WORK TO COMPLETE
Output the records in full, exactly as given.

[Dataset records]
+--
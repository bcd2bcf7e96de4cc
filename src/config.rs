use std::env;

type ConfigError = Box<dyn std::error::Error + Send + Sync>;

#[derive(Debug, Clone)]
pub struct AmqpConfig {
    pub host: String,
    pub port: u16,
    pub user: String,
    pub password: String,
}

#[derive(Debug, Clone)]
pub struct Config {
    pub database_url: String,
    pub bind_address: String,
    pub port: u16,
    pub amqp: AmqpConfig,
}

impl Config {
    /// Reads the process environment (after `.env` has been loaded).
    pub fn from_env() -> Result<Self, ConfigError> {
        Self::from_lookup(|key| env::var(key).ok())
    }

    pub fn from_lookup<F>(lookup: F) -> Result<Self, ConfigError>
    where
        F: Fn(&str) -> Option<String>,
    {
        let database_url = lookup("DATABASE_URL").ok_or("DATABASE_URL should be set")?;
        let or_default = |key: &str, default: &str| lookup(key).unwrap_or_else(|| default.to_string());
        let port_of = |key: &str, default: u16| -> Result<u16, ConfigError> {
            match lookup(key) {
                Some(raw) => raw
                    .parse::<u16>()
                    .map_err(|e| format!("{} must be a port number, got '{}': {}", key, raw, e).into()),
                None => Ok(default),
            }
        };

        Ok(Self {
            database_url,
            bind_address: or_default("BIND_ADDRESS", "127.0.0.1"),
            port: port_of("PORT", 8080)?,
            amqp: AmqpConfig {
                host: or_default("AMQP_HOST", "localhost"),
                port: port_of("AMQP_PORT", 5672)?,
                user: or_default("AMQP_USER", "guest"),
                password: or_default("AMQP_PASSWORD", "guest"),
            },
        })
    }
}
+--
EXERCISE ANSWER
repository bcd2bcf7e96de4cc
filename src/config.rs
use std::env;

type ConfigError = Box<dyn std::error::Error + Send + Sync>;

#[derive(Debug, Clone)]
pub struct AmqpConfig {
    pub host: String,
    pub port: u16,
    pub user: String,
    pub password: String,
}

#[derive(Debug, Clone)]
pub struct Config {
    pub database_url: String,
    pub bind_address: String,
    pub port: u16,
    pub amqp: AmqpConfig,
}

impl Config {
    /// Reads the process environment (after `.env` has been loaded).
    pub fn from_env() -> Result<Self, ConfigError> {
        Self::from_lookup(|key| env::var(key).ok())
    }

    pub fn from_lookup<F>(lookup: F) -> Result<Self, ConfigError>
    where
        F: Fn(&str) -> Option<String>,
    {
        let database_url = lookup("DATABASE_URL").ok_or("DATABASE_URL should be set")?;
        let or_default = |key: &str, default: &str| lookup(key).unwrap_or_else(|| default.to_string());
        let port_of = |key: &str, default: u16| -> Result<u16, ConfigError> {
            match lookup(key) {
                Some(raw) => raw
                    .parse::<u16>()
                    .map_err(|e| format!("{} must be a port number, got '{}': {}", key, raw, e).into()),
                None => Ok(default),
            }
        };

        Ok(Self {
            database_url,
            bind_address: or_default("BIND_ADDRESS", "127.0.0.1"),
            port: port_of("PORT", 8080)?,
            amqp: AmqpConfig {
                host: or_default("AMQP_HOST", "localhost"),
                port: port_of("AMQP_PORT", 5672)?,
                user: or_default("AMQP_USER", "guest"),
                password: or_default("AMQP_PASSWORD", "guest"),
            },
        })
    }
}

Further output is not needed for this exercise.